8In rechtlicher Hinsicht führte das Bundesfinanzgericht im Wesentlichen aus, die Revisionswerberin sei verpflichtet gewesen, die von der liechtensteinischen Bank gutgeschriebenen Guthabenszinsen, für die Österreich nach Art. 11 Abs. 1 des Doppelbesteuerungsabkommens mit Liechtenstein das Besteuerungsrecht zukomme, ab Überschreiten der Freigrenze von 22 € - was in den Jahren 2010 bis 2013 der Fall gewesen sei - der österreichischen Einkommensbesteuerung zu unterziehen.

9Die Ansicht der Revisionswerberin, wonach die Erhebung der Einmalzahlung mangels gegebener Steuererklärungspflicht - angesichts der äußerst geringfügigen Steuerwirkung unter Beachtung des Grundsatzes der Verhältnismäßigkeit - ohne rechtlichen Grund bezahlt worden sei, werde somit nicht geteilt.

10Nach Art. 14 Abs. 3 des Steuerabkommens bestehe ein Anspruch auf Erstattung der Einmalzahlung gegenüber der zuständigen österreichischen Behörde, wenn die Einmalzahlung ohne rechtlichen Grund bezahlt worden sei.

11Nachdem außer Streit stehe, dass die Revisionswerberin eine Ermächtigung zur freiwilligen Meldung nach Art. 10 des Steuerabkommens nicht erteilt habe, sei die liechtensteinische Bank verpflichtet gewesen, die Einmalzahlung gemäß Art. 8 des Steuerabkommens zu erheben. Aus welchen Gründen diese Ermächtigung nicht erteilt worden sei, sei nach dem Steuerabkommen nicht maßgeblich. Ebenso stelle das Steuerabkommen nicht darauf ab, ob das Vermögen auf den erfassten Konten tatsächlich aus versteuerten oder nicht versteuerten Einkünften („Schwarzgeld“) stamme bzw. die Offenlegung der Zinserträge absichtlich oder nur versehentlich unterblieben sei. Für Fälle, in denen keine unversteuerten Vermögenswerte vorgelegen bzw. nur geringfügige Zinserträge erzielt worden seien, sehe das Steuerabkommen die Möglichkeit der freiwilligen Meldung vor.

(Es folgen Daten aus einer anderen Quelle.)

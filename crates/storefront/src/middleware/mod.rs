//! HTTP middleware stack for the storefront.
//!
//! # Middleware Order (outermost first)
//!
//! 1. Sentry layers (hub per request, HTTP transaction)
//! 2. `TraceLayer` (request tracing)
//! 3. Request ID
//! 4. Session layer (tower-sessions, in-memory store)
//! 5. Security headers
//! 6. Rate limiting (governor) on login and cart mutations

pub mod auth;
pub mod rate_limit;
pub mod request_id;
pub mod security_headers;
pub mod session;

pub use auth::{
    AuthRejection, OptionalAuth, RequireAdmin, RequireAuth, RequireVendor, caller_for,
    clear_current_user, guest_id, set_current_user,
};
pub use rate_limit::{auth_rate_limiter, cart_rate_limiter};
pub use request_id::request_id_middleware;
pub use security_headers::security_headers_middleware;
pub use session::create_session_layer;
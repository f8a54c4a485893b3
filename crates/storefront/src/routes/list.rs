//! Request plumbing shared by the list pages.

use std::future::Future;

use bazaar_core::filters::empty_as_none;
use bazaar_core::{
    BulkAction, BulkOutcome, ListChange, ListFilter, ListQuery, ListState, Product, ProductId,
    Selection, apply_bulk_outcome,
};
use serde::{Deserialize, Serialize, de::DeserializeOwned};
use tower_sessions::Session;

use crate::api::{ApiResult, Paginated};
use crate::services::{load_list, resolve_list, run_bulk, save_list};
use crate::views::{SelectOption, href_with};

/// Filter fields plus the page number, as sent by filter forms and pager links.
#[derive(Debug, Deserialize)]
pub struct ListParams<F> {
    #[serde(flatten)]
    pub filter: F,
    /// Read through a string since flattened fields lose their types.
    #[serde(default, deserialize_with = "empty_as_none")]
    pub page: Option<u32>,
}

/// Bulk action form: the action and a comma-separated id list.
#[derive(Debug, Deserialize)]
pub struct BulkForm {
    pub action: String,
    #[serde(default)]
    pub ids: String,
}

impl BulkForm {
    /// Selected ids, deduplicated.
    #[must_use]
    pub fn product_ids(&self) -> Vec<ProductId> {
        Selection::from_csv(&self.ids)
            .iter()
            .map(ProductId::new)
            .collect()
    }

    /// The action, if it is one of `allowed`.
    ///
    /// # Errors
    ///
    /// Returns a visitor-facing message for unknown or disallowed actions.
    pub fn action_in(&self, allowed: &[BulkAction]) -> Result<BulkAction, String> {
        self.action
            .parse::<BulkAction>()
            .ok()
            .filter(|action| allowed.contains(action))
            .ok_or_else(|| format!("Unsupported bulk action: {}", self.action))
    }
}

/// `<option>`s for a bulk action picker.
pub fn bulk_action_options(actions: &[BulkAction]) -> Vec<SelectOption> {
    actions
        .iter()
        .map(|action| {
            let verb = action.as_str();
            let label = format!(
                "{}{}",
                verb.get(..1).unwrap_or_default().to_uppercase(),
                verb.get(1..).unwrap_or_default()
            );
            SelectOption::new(verb, label, false)
        })
        .collect()
}

/// Load a list's stored state, fold in the request, persist it and return
/// what to fetch.
pub async fn open_list<F>(
    session: &Session,
    key: &str,
    per_page: u32,
    params: ListParams<F>,
) -> (ListState<F>, ListQuery<F>)
where
    F: ListFilter + Serialize + DeserializeOwned,
{
    let mut state = load_list(session, key, per_page).await;
    let query = resolve_list(&mut state, params.filter, params.page);
    persist(session, key, &state).await;
    (state, query)
}

/// Fetch the page for `query`. When the backend reports fewer pages than the
/// stored page (rows were deleted, say), clamp to the last page and fetch
/// again once.
///
/// # Errors
///
/// Returns the first failing fetch.
pub async fn fetch_list<F, T, Fetch, Fut>(
    session: &Session,
    key: &str,
    list: &mut ListState<F>,
    query: ListQuery<F>,
    fetch: Fetch,
) -> ApiResult<Paginated<T>>
where
    F: ListFilter + Serialize,
    Fetch: Fn(ListQuery<F>) -> Fut,
    Fut: Future<Output = ApiResult<Paginated<T>>>,
{
    let page = fetch(query).await?;
    match list.clamp_to(page.total_pages) {
        Some(refetch) => {
            persist(session, key, list).await;
            fetch(refetch).await
        }
        None => Ok(page),
    }
}

/// Run a bulk action against the visitor's current page.
///
/// The page is fetched before the mutations run; each successful row is then
/// updated in place (or dropped on delete) while failed rows keep their prior
/// state. Afterwards the selection holds exactly the failed rows, so the
/// re-rendered table has them checked for a retry.
pub async fn bulk_on_page<F, Load, LoadFut, Mutate, MutateFut>(
    session: &Session,
    key: &str,
    list: &mut ListState<F>,
    action: BulkAction,
    ids: &[ProductId],
    load: Load,
    mutate: Mutate,
) -> (ApiResult<Paginated<Product>>, BulkOutcome)
where
    F: ListFilter + Serialize,
    Load: FnOnce(ListQuery<F>) -> LoadFut,
    LoadFut: Future<Output = ApiResult<Paginated<Product>>>,
    Mutate: Fn(ProductId) -> MutateFut,
    MutateFut: Future<Output = ApiResult<()>>,
{
    let mut page = load(list.query()).await;
    let outcome = run_bulk(action, ids, mutate).await;

    if let Ok(page) = page.as_mut() {
        apply_bulk_outcome(&mut page.data, action, &outcome);
    }
    list.apply(ListChange::ClearSelection);
    list.apply(ListChange::SelectAll(
        outcome.failed().map(|(id, _)| id.to_string()).collect(),
    ));
    persist(session, key, list).await;
    (page, outcome)
}

/// Link back to a list at its stored page and filter, plus one extra pair
/// such as `("notice", "deleted")`.
pub async fn back_to_list<F>(
    session: &Session,
    key: &str,
    per_page: u32,
    path: &str,
    extra: (&'static str, &str),
) -> String
where
    F: ListFilter + Serialize + DeserializeOwned,
{
    let list: ListState<F> = load_list(session, key, per_page).await;
    let mut pairs = list.link_pairs(list.page());
    pairs.push((extra.0, extra.1.to_string()));
    href_with(path, &pairs)
}

/// Save list state; a failure only costs the visitor their page position.
pub async fn persist<F>(session: &Session, key: &str, state: &ListState<F>)
where
    F: ListFilter + Serialize,
{
    if let Err(e) = save_list(session, key, state).await {
        tracing::warn!(key, error = %e, "Failed to save list state");
    }
}

#[cfg(test)]
#[allow(clippy::unwrap_used, clippy::indexing_slicing)]
mod tests {
    use std::sync::Arc;

    use axum::extract::Query;
    use bazaar_core::{ProductStatus, VendorId, VendorProductFilter};
    use rust_decimal::Decimal;
    use tower_sessions::MemoryStore;

    use super::*;
    use crate::api::ApiError;

    fn session() -> Session {
        Session::new(None, Arc::new(MemoryStore::default()), None)
    }

    fn product(id: &str) -> Product {
        Product {
            id: ProductId::new(id),
            name: id.to_string(),
            description: String::new(),
            price: Decimal::from(5),
            sale_price: None,
            category_id: None,
            vendor_id: VendorId::new("v1"),
            vendor_name: None,
            inventory: 10,
            is_active: true,
            status: ProductStatus::Pending,
            images: Vec::new(),
            rejection_reason: None,
            created_at: None,
            updated_at: None,
        }
    }

    fn parse(uri: &str) -> ListParams<VendorProductFilter> {
        Query::try_from_uri(&uri.parse().unwrap()).unwrap().0
    }

    #[test]
    fn test_list_params_from_query_string() {
        let params = parse("/vendor/products?status=pending&search=&low_stock=on&page=4");
        assert_eq!(params.page, Some(4));
        assert_eq!(params.filter.status, Some(ProductStatus::Pending));
        assert_eq!(params.filter.search, None);
        assert!(params.filter.low_stock);
    }

    #[test]
    fn test_list_params_without_page() {
        let params = parse("/vendor/products?status=all&page=");
        assert_eq!(params.page, None);
        assert_eq!(params.filter.status, None);
    }

    #[test]
    fn test_bulk_form_action_must_be_allowed() {
        let form = BulkForm {
            action: "approve".to_string(),
            ids: String::new(),
        };
        assert_eq!(
            form.action_in(&[BulkAction::Approve, BulkAction::Reject]),
            Ok(BulkAction::Approve)
        );
        assert!(form.action_in(&[BulkAction::Delete]).is_err());
    }

    #[tokio::test]
    async fn test_back_to_list_keeps_position() {
        let session = session();
        let mut list: ListState<VendorProductFilter> = ListState::new(10);
        list.apply(ListChange::Filter(VendorProductFilter {
            low_stock: true,
            ..VendorProductFilter::default()
        }));
        list.apply(ListChange::Page(3));
        persist(&session, "list:test", &list).await;

        let href = back_to_list::<VendorProductFilter>(
            &session,
            "list:test",
            10,
            "/vendor/products",
            ("notice", "deleted"),
        )
        .await;
        assert_eq!(href, "/vendor/products?low_stock=true&page=3&notice=deleted");
    }

    #[test]
    fn test_bulk_form_ids() {
        let form = BulkForm {
            action: "approve".to_string(),
            ids: "p1, p2,,p1".to_string(),
        };
        let ids: Vec<String> = form.product_ids().iter().map(ToString::to_string).collect();
        assert_eq!(ids, vec!["p1", "p2"]);
    }

    #[tokio::test]
    async fn test_bulk_on_page_keeps_failed_rows_selected() {
        let session = session();
        let mut list: ListState<VendorProductFilter> = ListState::new(10);
        let ids = vec![ProductId::new("a"), ProductId::new("b")];

        let (page, outcome) = bulk_on_page(
            &session,
            "list:test",
            &mut list,
            BulkAction::Approve,
            &ids,
            |_| async {
                Ok(Paginated {
                    data: vec![product("a"), product("b"), product("c")],
                    total_pages: 1,
                    total_items: 3,
                })
            },
            |id| async move {
                if id.as_str() == "b" {
                    Err(ApiError::Forbidden)
                } else {
                    Ok(())
                }
            },
        )
        .await;

        let page = page.unwrap();
        assert_eq!(page.data[0].status, ProductStatus::Approved);
        assert_eq!(page.data[1].status, ProductStatus::Pending);
        assert_eq!(page.data[2].status, ProductStatus::Pending);
        assert_eq!(outcome.failure_count(), 1);
        assert!(list.selection().contains("b"));
        assert!(!list.selection().contains("a"));
        assert_eq!(list.selection().len(), 1);

        let stored: ListState<VendorProductFilter> = load_list(&session, "list:test", 10).await;
        assert!(stored.selection().is_empty());
    }
}
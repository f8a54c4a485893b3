//! Bazaar storefront library.
//!
//! The server-rendered web client of the Bazaar marketplace: public catalog,
//! cart and mini-cart, vendor dashboard and admin moderation. Everything is
//! served from the marketplace REST backend; this crate keeps no database.
//!
//! Exposed as a library so the router can be driven from integration tests.

#![cfg_attr(not(test), forbid(unsafe_code))]

pub mod api;
pub mod config;
pub mod error;
pub mod filters;
pub mod middleware;
pub mod models;
pub mod routes;
pub mod services;
pub mod state;
pub mod views;

use axum::{Router, middleware::from_fn};
use tower_http::services::ServeDir;
use tower_http::trace::TraceLayer;

use crate::state::AppState;

/// Directory of CSS, JS and images served under `/static`.
const STATIC_DIR: &str = concat!(env!("CARGO_MANIFEST_DIR"), "/static");

/// Build the full application router with its middleware stack.
///
/// Layers are listed innermost first; see [`middleware`] for the order as
/// seen by a request.
pub fn app(state: AppState) -> Router {
    let session_layer = middleware::create_session_layer(state.config());

    Router::new()
        .merge(routes::routes())
        .layer(from_fn(middleware::security_headers_middleware))
        // Added after the header layer so static assets stay cacheable.
        .nest_service("/static", ServeDir::new(STATIC_DIR))
        .layer(session_layer)
        .layer(from_fn(middleware::request_id_middleware))
        .layer(TraceLayer::new_for_http())
        .with_state(state)
        // Sentry layers (outermost for full request coverage)
        .layer(sentry_tower::NewSentryLayer::new_from_top())
        .layer(sentry_tower::SentryHttpLayer::new().enable_transaction())
}
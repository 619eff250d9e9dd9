//! Great-circle distance between two [`Location`]s.

use crate::location::Location;

/// Mean Earth radius in kilometers.
pub const EARTH_RADIUS_KM: f64 = 6371.0;

/// Distance between two locations in kilometers, using the haversine
/// formula. Inputs are not validated.
pub fn distance(from: &Location, to: &Location) -> f64 {
    let lat1 = from.latitude.into_inner().to_radians();
    let lat2 = to.latitude.into_inner().to_radians();
    let d_lat = lat2 - lat1;
    let d_lon = (to.longitude.into_inner() - from.longitude.into_inner()).to_radians();

    let a = (d_lat / 2.0).sin().powi(2) + lat1.cos() * lat2.cos() * (d_lon / 2.0).sin().powi(2);
    // Rounding can push `a` a hair past 1 for antipodal points.
    let a = a.clamp(0.0, 1.0);
    2.0 * EARTH_RADIUS_KM * a.sqrt().atan2((1.0 - a).sqrt())
}
//! Users, their marketplace roles, and the identity handed to request
//! handlers.
//!
//! A provider is not a separate record: it is a [`User`] whose
//! [`Role`] is [`Role::Provider`]. The provider's public listing lives
//! inside the role and is optional until the provider completes
//! onboarding.
//!
//! Sign-in happens outside this crate. Handlers only see a
//! [`CurrentIdentity`], obtained through the [`AuthContext`] trait, so
//! tests and callers can hand in whatever identity they like.

use chrono::{DateTime, Utc};
use serde::{Deserialize, Serialize};
use uuid::Uuid;

use super::located::{Locatable, ServiceKind};
use super::location::{Address, Location};
use crate::error::{Error, Result};

/// Rating given to a provider listing before anyone has reviewed it.
pub const INITIAL_PROVIDER_RATING: f64 = 4.0;

//------------------------------------------------------------------
// Identity
//------------------------------------------------------------------

/// Who is making the current request, as vouched for by the identity
/// provider.
#[derive(Debug, PartialEq, Eq, Clone, Serialize, Deserialize)]
pub struct CurrentIdentity {
    pub user_id: Uuid,
    pub email: String,
}

/// Capability to resolve the caller of a request.
pub trait AuthContext {
    fn identity(&self) -> Option<CurrentIdentity>;
}

impl AuthContext for CurrentIdentity {
    fn identity(&self) -> Option<CurrentIdentity> {
        Some(self.clone())
    }
}

impl<T: AuthContext> AuthContext for Option<T> {
    fn identity(&self) -> Option<CurrentIdentity> {
        self.as_ref().and_then(AuthContext::identity)
    }
}

/// A request made without signing in.
#[derive(Debug, Clone, Copy, Default)]
pub struct Anonymous;

impl AuthContext for Anonymous {
    fn identity(&self) -> Option<CurrentIdentity> {
        None
    }
}

//------------------------------------------------------------------
// Roles and permissions
//------------------------------------------------------------------

#[derive(Debug, PartialEq, Eq, Hash, Copy, Clone, Serialize, Deserialize)]
#[serde(rename_all = "snake_case")]
pub enum Permission {
    ViewBookings,
    ManageBookings,
    ViewCustomers,
    ViewAnalytics,
    EditProfile,
    ViewDocuments,
    ManageStations,
}

impl Permission {
    pub const ALL: [Permission; 7] = [
        Permission::ViewBookings,
        Permission::ManageBookings,
        Permission::ViewCustomers,
        Permission::ViewAnalytics,
        Permission::EditProfile,
        Permission::ViewDocuments,
        Permission::ManageStations,
    ];
}

/// Quoted conversion prices, in naira.
#[derive(Debug, PartialEq, Eq, Clone, Copy, Default, Serialize, Deserialize)]
pub struct ConversionPricing {
    pub cng_conversion: Option<u64>,
    pub ev_conversion: Option<u64>,
}

/// The public face of a conversion workshop.
#[derive(Debug, PartialEq, Clone, Serialize, Deserialize)]
pub struct ProviderListing {
    pub description: String,
    pub address: Address,
    pub services: Vec<ServiceKind>,
    pub certifications: Vec<String>,
    pub pricing: ConversionPricing,

    /// Mean review score in [1, 5].
    pub rating: f64,
    pub total_reviews: u32,
}

impl ProviderListing {
    pub fn offers(&self, kind: ServiceKind) -> bool {
        self.services.contains(&kind)
    }

    /// Folds one more review score into the running mean.
    pub fn record_review(&mut self, rating: u8) {
        let total = f64::from(self.total_reviews);
        self.total_reviews += 1;
        self.rating = (self.rating * total + f64::from(rating)) / f64::from(self.total_reviews);
    }
}

/// What a user does on the marketplace. Each variant carries only the
/// fields that make sense for it.
#[derive(Debug, PartialEq, Clone, Serialize, Deserialize)]
#[serde(tag = "type", rename_all = "snake_case")]
pub enum Role {
    VehicleOwner {
        full_name: String,
    },
    Provider {
        company_name: String,
        listing: Option<ProviderListing>,
    },
    StationPartner {
        company_name: String,
    },
    Admin {
        full_name: String,
    },
}

impl Role {
    pub fn permissions(&self) -> &'static [Permission] {
        match self {
            Role::VehicleOwner { .. } => &[
                Permission::ViewBookings,
                Permission::EditProfile,
                Permission::ViewDocuments,
            ],
            Role::Provider { .. } => &[
                Permission::ManageBookings,
                Permission::ViewCustomers,
                Permission::ViewAnalytics,
                Permission::EditProfile,
            ],
            Role::StationPartner { .. } => &[Permission::ManageStations, Permission::EditProfile],
            Role::Admin { .. } => &Permission::ALL,
        }
    }

    pub fn is_provider(&self) -> bool {
        matches!(self, Role::Provider { .. })
    }
}

#[derive(Debug, PartialEq, Eq, Clone, Serialize, Deserialize)]
pub struct Preferences {
    pub notifications: bool,
    pub newsletter: bool,
    pub language: String,
}

impl Default for Preferences {
    fn default() -> Self {
        Preferences {
            notifications: true,
            newsletter: false,
            language: "en".to_string(),
        }
    }
}

//------------------------------------------------------------------
// Users
//------------------------------------------------------------------

#[derive(Debug, PartialEq, Clone, Serialize, Deserialize)]
pub struct User {
    pub uid: Uuid,
    pub email: String,
    pub role: Role,
    pub phone: Option<String>,
    pub is_verified: bool,
    pub is_email_verified: bool,
    pub created_at: DateTime<Utc>,
    pub last_login_at: Option<DateTime<Utc>>,
    pub preferences: Preferences,
}

impl User {
    /// A freshly registered, unverified user.
    pub fn new(email: impl Into<String>, role: Role, phone: Option<String>) -> Self {
        User {
            uid: Uuid::new_v4(),
            email: email.into(),
            role,
            phone,
            is_verified: false,
            is_email_verified: false,
            created_at: Utc::now(),
            last_login_at: None,
            preferences: Preferences::default(),
        }
    }

    /// Company name for businesses, personal name for everyone else.
    pub fn display_name(&self) -> &str {
        match &self.role {
            Role::Provider { company_name, .. } | Role::StationPartner { company_name } => {
                company_name
            }
            Role::VehicleOwner { full_name } | Role::Admin { full_name } => full_name,
        }
    }

    /// Avatar initials, e.g. "GA" for "GreenTech Auto".
    pub fn initials(&self) -> String {
        self.display_name()
            .split_whitespace()
            .filter_map(|word| word.chars().next())
            .flat_map(char::to_uppercase)
            .collect()
    }

    pub fn has_permission(&self, permission: Permission) -> bool {
        self.role.permissions().contains(&permission)
    }

    pub fn listing(&self) -> Option<&ProviderListing> {
        match &self.role {
            Role::Provider { listing, .. } => listing.as_ref(),
            _ => None,
        }
    }

    pub fn listing_mut(&mut self) -> Option<&mut ProviderListing> {
        match &mut self.role {
            Role::Provider { listing, .. } => listing.as_mut(),
            _ => None,
        }
    }
}

impl Locatable for User {
    fn uid(&self) -> Uuid {
        self.uid
    }

    fn location(&self) -> Option<&Location> {
        self.listing().map(|listing| &listing.address.location)
    }

    fn categories(&self) -> &[ServiceKind] {
        self.listing()
            .map(|listing| listing.services.as_slice())
            .unwrap_or(&[])
    }
}

/// Partial update of a provider listing. Only the fields that are set
/// are written.
#[derive(Debug, Clone, Default, Deserialize)]
pub struct ProviderProfileUpdate {
    pub description: Option<String>,
    pub address: Option<Address>,
    pub services: Option<Vec<ServiceKind>>,
    pub certifications: Option<Vec<String>>,
    pub pricing: Option<ConversionPricing>,
}

impl ProviderProfileUpdate {
    /// Merges the update into `listing`. A missing listing is created,
    /// which requires an address.
    pub fn apply(self, listing: &mut Option<ProviderListing>) -> Result<()> {
        if let Some(address) = &self.address {
            address.location.validate()?;
        }

        let mut current = match listing.take() {
            Some(current) => current,
            None => {
                let address = self.address.clone().ok_or_else(|| {
                    Error::InvalidInput("a new provider listing needs an address".to_string())
                })?;
                ProviderListing {
                    description: String::new(),
                    address,
                    services: Vec::new(),
                    certifications: Vec::new(),
                    pricing: ConversionPricing::default(),
                    rating: INITIAL_PROVIDER_RATING,
                    total_reviews: 0,
                }
            }
        };

        if let Some(description) = self.description {
            current.description = description;
        }
        if let Some(address) = self.address {
            current.address = address;
        }
        if let Some(services) = self.services {
            current.services = services;
        }
        if let Some(certifications) = self.certifications {
            current.certifications = certifications;
        }
        if let Some(pricing) = self.pricing {
            current.pricing = pricing;
        }
        *listing = Some(current);
        Ok(())
    }
}

//------------------------------------------------------------------
// Unit Tests
//------------------------------------------------------------------
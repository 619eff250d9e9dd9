//! Proximity ranking of providers and stations.
//!
//! Every candidate is measured against the reference point with the
//! haversine formula, filtered by service category and radius, then
//! sorted nearest first.

use ordered_float::OrderedFloat;

use crate::error::{Error, Result};
use crate::haversine;
use crate::located::{Locatable, ServiceKind};
use crate::location::Location;
use crate::ranked::Ranked;

/// Optional filters for [`find_nearest`].
#[derive(Debug, Clone, Copy, Default, PartialEq)]
pub struct NearestQuery {
    /// Drop candidates farther than this many kilometers. Must be
    /// positive when set. `None` means no distance limit.
    pub radius_km: Option<f64>,

    /// Keep only candidates offering this service, or tagged
    /// [`ServiceKind::Both`].
    pub category: Option<ServiceKind>,

    /// Keep at most this many of the nearest candidates.
    pub limit: Option<usize>,
}

impl NearestQuery {
    pub fn within(radius_km: f64) -> Self {
        NearestQuery {
            radius_km: Some(radius_km),
            ..Default::default()
        }
    }

    pub fn offering(mut self, category: ServiceKind) -> Self {
        self.category = Some(category);
        self
    }

    pub fn take(mut self, limit: usize) -> Self {
        self.limit = Some(limit);
        self
    }
}

/// Ranks `entities` by distance from `reference`.
///
/// # Arguments
/// * `reference` - The search point. Must be a valid coordinate.
/// * `entities` - Candidates, in the order ties should be resolved.
/// * `query` - Optional radius and category filters.
///
/// # Returns
/// The matching candidates with their distance, sorted by non-decreasing
/// distance. Equal distances keep input order. With a limit, only the
/// first `limit` entries of that order are returned.
///
/// Candidates without a location are skipped. A candidate whose
/// location is out of range fails the whole call with
/// [`Error::InvalidCoordinate`], as does an invalid reference.
///
/// # Time Complexity
/// *O*(*n* log *n*) in the number of candidates.
pub fn find_nearest<'a, T, I>(
    reference: &Location,
    entities: I,
    query: NearestQuery,
) -> Result<Vec<Ranked<'a, T>>>
where
    T: Locatable + 'a,
    I: IntoIterator<Item = &'a T>,
{
    reference.validate()?;
    if let Some(radius) = query.radius_km {
        if !(radius.is_finite() && radius > 0.0) {
            warn!("Rejecting search radius {}", radius);
            return Err(Error::InvalidInput(format!(
                "radius must be a positive number of kilometers, got {radius}"
            )));
        }
    }
    debug!("reference: {:?}, query: {:?}", reference, query);

    let mut ranked = Vec::new();
    for entity in entities {
        let Some(location) = entity.location() else {
            debug!("skipping {} without a location", entity.uid());
            continue;
        };
        location.validate()?;

        if let Some(filter) = query.category {
            if !matches_category(entity.categories(), filter) {
                continue;
            }
        }

        let distance_km = haversine::distance(reference, location);
        if query.radius_km.is_some_and(|radius| distance_km > radius) {
            continue;
        }
        ranked.push(Ranked {
            entity,
            distance_km: OrderedFloat(distance_km),
        });
    }

    // `sort_by_key` is stable, which keeps ties in input order.
    ranked.sort_by_key(|candidate| candidate.distance_km);
    if let Some(limit) = query.limit {
        ranked.truncate(limit);
    }
    debug!("ranked {} candidates", ranked.len());
    Ok(ranked)
}

//---------------------------------------------------------------
// Private functions
//---------------------------------------------------------------

fn matches_category(categories: &[ServiceKind], filter: ServiceKind) -> bool {
    categories.iter().any(|kind| kind.satisfies(filter))
}

//------------------------------------------------------------------
// Unit Tests
//------------------------------------------------------------------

12Aus dem Text des Steuerabkommens gehe nicht hervor, in welchen Fällen anzunehmen sei, dass die Einmalzahlung ohne rechtlichen Grund bezahlt worden sei. Nach den Materialien zum Steuerabkommen liege eine derartige grundlose Einmalzahlung beispielsweise dann vor, wenn sich nachträglich herausstelle, dass die betroffene Person zum relevanten Zeitpunkt nicht in Österreich ansässig gewesen sei. Darüber hinaus sehe eine Information des Bundesministeriums für Finanzen weitere Fälle vor, beispielsweise wenn der Einmalzahlungsbetrag aufgrund eines Rechenfehlers in unrichtiger Höhe entrichtet worden sei oder Österreich an den Vermögenswerten kein Besteuerungsrecht habe ausüben können. Diese Konstellationen seien im vorliegenden Fall nicht gegeben, womit die Voraussetzungen des Art. 14 Abs. 3 des Steuerabkommens nicht erfüllt seien.

13Gegen dieses Erkenntnis richtet sich die vorliegende außerordentliche Revision, über die der Verwaltungsgerichtshof nach Einleitung des Vorverfahrens - die belangte Behörde erstattete keine Revisionsbeantwortung - erwogen hat:

14Die Revisionswerberin begründet die Zulässigkeit der Revision mit der fehlenden Rechtsprechung des Verwaltungsgerichtshofes zur Frage, wann eine Einmalzahlung iSd Art. 14 Abs. 3 des Steuerabkommens ohne rechtlichen Grund erfolgt sei.

15Die Revision ist zulässig, aber nicht begründet.

16Das Abkommen zwischen der Republik Österreich und dem Fürstentum Liechtenstein über die Zusammenarbeit im Bereich der Steuern samt Schlussakte einschließlich der dieser beigefügten Erklärungen, BGBl. III Nr. 301/2013 (Steuerabkommen), regelt in seinem 2. Teil die Nachversteuerung bzw. Legalisierung (vgl. ErlRV 2151 BlgNR 24. GP 8) von - bis zum Inkrafttreten des Steuerabkommens - unversteuerten Vermögenswerten u.a. auf Konten und Depots liechtensteinischer Banken (Art. 2 Abs. 1 lit. e Z i iVm lit. f Z i des Steuerabkommens). Die Nachversteuerung kann entweder durch Vornahme einer Einmalzahlung gemäß Art. 8 des Steuerabkommens oder durch eine freiwillige Meldung - personen- und vermögensbezogener Informationen an die zuständige österreichische Behörde - gemäß Art. 10 des Steuerabkommens erfolgen.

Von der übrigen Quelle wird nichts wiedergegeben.